Schwere Fußball-Manipulation im Libanon:Auffällige Rückpässe über 30 Meter

Lesezeit: 3 min

Offenbar an Manipulation beteiligt: Der Spieler Ramez Dayoub.  (Foto: REUTERS)

Ein deutscher Trainer und "ein Team, das Hunderttausenden Hoffnung gab", hätten Libanons Fußball endlich nach vorne bringen sollen - doch nun ist die halbe Nationalmannschaft des Landes wegen Wettbetrugs gesperrt. Es gilt als bewiesen, dass auch ein Spiel der WM-Qualifikation verschoben war.

Von Thomas Kistner

Es gibt diese Spiele. Die Mannschaft trainierte großartig, nach einer Woche konzentrierter Vorbereitung fragt sich der Coach nur noch, "wie hoch der Sieg ausfallen wird - und dann ist es bei Anpfiff plötzlich so, als hätte man bei der Hälfte der Spieler den Stecker rausgezogen", sagt Theo Bücker.

Der 64-Jährige hat einst viele Jahre in der Bundesliga gespielt, seit 2011 ist er Nationaltrainer im Libanon. Und hat dort keine Auswahl mehr - am Dienstag wurde fast die Hälfte des vielversprechenden Kaders wegen Spielmanipulation mit langen Sperren belegt. Zwei Leistungsträger, Mittelstürmer Mahmoud El-Ali und Abwehrchef Ramez Dayoub, wurden gar lebenslang verbannt; die Affäre reicht in die WM-Qualifikation hinein. Und der Weltfußball hat einen Sündenfall mehr - angesiedelt auf hoher internationaler Ebene.

Bücker zürnt. Er wird den Job in Beirut, wo er auch verheiratet ist, wohl dieser Tage aufgeben. Und die WM-Träume für 2014 begraben, wie schon einmal anno 2000: Auch damals war Libanons Fußball in einer Wettaffäre untergegangen. Der Spielbetrieb wurde ein Jahr ausgesetzt, Bücker zog damals nach Saudi-Arabien weiter.
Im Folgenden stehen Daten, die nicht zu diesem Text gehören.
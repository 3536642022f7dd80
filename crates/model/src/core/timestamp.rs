use chrono::{DateTime, Utc};
use chrono_tz::Tz;

pub const BANNER_PREFIX: &str = "Last Updated: ";
const TIMESTAMP_FORMAT: &str = "%Y-%m-%d %H:%M:%S";

/// Freshness marker written above the published table.
#[derive(Debug, Clone, PartialEq)]
pub struct Timestamp {
    at: DateTime<Tz>,
}

impl Timestamp {
    pub fn now(tz: Tz) -> Self {
        Self::from_utc(Utc::now(), tz)
    }

    pub fn from_utc(at: DateTime<Utc>, tz: Tz) -> Self {
        Self {
            at: at.with_timezone(&tz),
        }
    }

    pub fn formatted(&self) -> String {
        self.at.format(TIMESTAMP_FORMAT).to_string()
    }

    /// Text for the banner cell, e.g. `Last Updated: 2024-05-01 09:30:00`.
    pub fn banner(&self) -> String {
        format!("{BANNER_PREFIX}{}", self.formatted())
    }
}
Die neue Affäre umfasst 24 Spieler, plus einige Offizielle; verschoben wurden Partien in der Nationalliga, in Asiens Champions League und in der WM-Quali für 2014. Drei Monate, sagt Bücker, habe Chefermittler Fadi Zreiqat aus Jordanien Zeugen angehört, der Personenkreis umfasste 65 Leute. Angestoßen hatte den Fall der Hauptstadtklub Al Ahed, den die islamistische Organisation Hisbollah unterstützt.

"Die Leute dort waren so ehrlich zu sagen, da stimmt was nicht", so Bücker. Sie hätten bemerkt, "dass Durchschnittsspieler plötzlich zwei Frauen, Häuser, dicke Autos und viele Handys hatten". Kicker, die sonst mit dem Mofa zum Training kamen in einer Liga, in der Spitzenkräfte rund 150.000 Dollar im Jahr kassieren. "Die fragten sich, woher ihre Jungs das viele Geld haben."
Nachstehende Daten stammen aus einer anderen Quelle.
use crate::acquire::{
    AcquiredExport, Acquirer, error::AcquireError, settings::AcquireSettings,
    trigger::ExportTrigger,
};
use async_trait::async_trait;
use std::{path::PathBuf, sync::Arc, time::Instant};
use tokio::fs;
use tracing::{debug, info};

/// Acquires the export by triggering it and then watching the download
/// directory for a file whose name matches the configured prefix.
pub struct DownloadDirAcquirer {
    settings: AcquireSettings,
    trigger: Arc<dyn ExportTrigger>,
}

impl DownloadDirAcquirer {
    pub fn new(settings: AcquireSettings, trigger: Arc<dyn ExportTrigger>) -> Self {
        DownloadDirAcquirer { settings, trigger }
    }

    /// Matching files currently in the download directory, sorted by name.
    pub async fn find_exports(&self) -> Result<Vec<PathBuf>, AcquireError> {
        let mut found = Vec::new();
        let mut entries = fs::read_dir(&self.settings.download_dir).await?;
        while let Some(entry) = entries.next_entry().await? {
            if !entry.file_type().await?.is_file() {
                continue;
            }
            if let Some(name) = entry.file_name().to_str()
                && self.settings.matches(name)
            {
                found.push(entry.path());
            }
        }
        found.sort();
        Ok(found)
    }

    /// Removes leftovers of earlier runs so the wait below only sees the new
    /// export.
    pub async fn remove_stale_exports(&self) -> Result<usize, AcquireError> {
        let stale = self.find_exports().await?;
        for path in &stale {
            fs::remove_file(path).await?;
            debug!("Removed stale export {}", path.display());
        }
        Ok(stale.len())
    }

    pub async fn wait_for_export(&self) -> Result<PathBuf, AcquireError> {
        let start = Instant::now();
        loop {
            if let Some(path) = self.find_exports().await?.into_iter().next() {
                return Ok(path);
            }
            let waited = start.elapsed();
            if waited >= self.settings.file_timeout {
                return Err(AcquireError::FileTimeout {
                    dir: self.settings.download_dir.display().to_string(),
                    pattern: self.settings.pattern(),
                    waited,
                });
            }
            tokio::time::sleep(self.settings.poll_interval).await;
        }
    }
}

#[async_trait]
impl Acquirer for DownloadDirAcquirer {
    async fn acquire(&self) -> Result<AcquiredExport, AcquireError> {
        fs::create_dir_all(&self.settings.download_dir).await?;

        let removed = self.remove_stale_exports().await?;
        if removed > 0 {
            info!("Removed {} stale export file(s)", removed);
        }

        self.trigger.trigger().await?;

        let path = self.wait_for_export().await?;
        info!("Export file ready: {}", path.display());
        Ok(AcquiredExport::new(path))
    }
}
Zugleich machte Bücker beunruhigende Beobachtungen bei seinen eigenen Schützlingen. Die mussten im Juni und November 2012 zweimal in der WM-Qualifikation gegen Katar ran - "keine schwere Aufgabe", dachte der Nationalcoach. Nun weiß er: Auch diese Ausscheidungsspiele waren manipuliert. "Es gibt keinen Beleg, dass Katar dahinter steckt", sagt er, "ich denke, die sind da außen vor. Aber ich kenne meine Spieler wie meine Kinder, und wir hatten drei, vier starke Leute dabei, die plötzlich 30 Meter zurück gespielt haben."

Katar richtet 2022 die WM aus. Dann droht dem Scheichtum die Peinlichkeit, erster Gastgeber zu sein, der nie selbst bei einer WM spielte. Dank des Libanon ist die Gefahr vorerst gebannt, Katar schlug Bückers Elf in beiden Partien jeweils durch ein Tor des Uruguay-stämmigen Stürmers Sebastian Soria mit 1:0 und liegt in der WM-Qualifikation mit sieben Punkten gleichauf mit Südkorea und Iran, einen Zähler hinter Usbekistan. Die Chancen auf ein WM-Debüt in Brasilien stehen gut.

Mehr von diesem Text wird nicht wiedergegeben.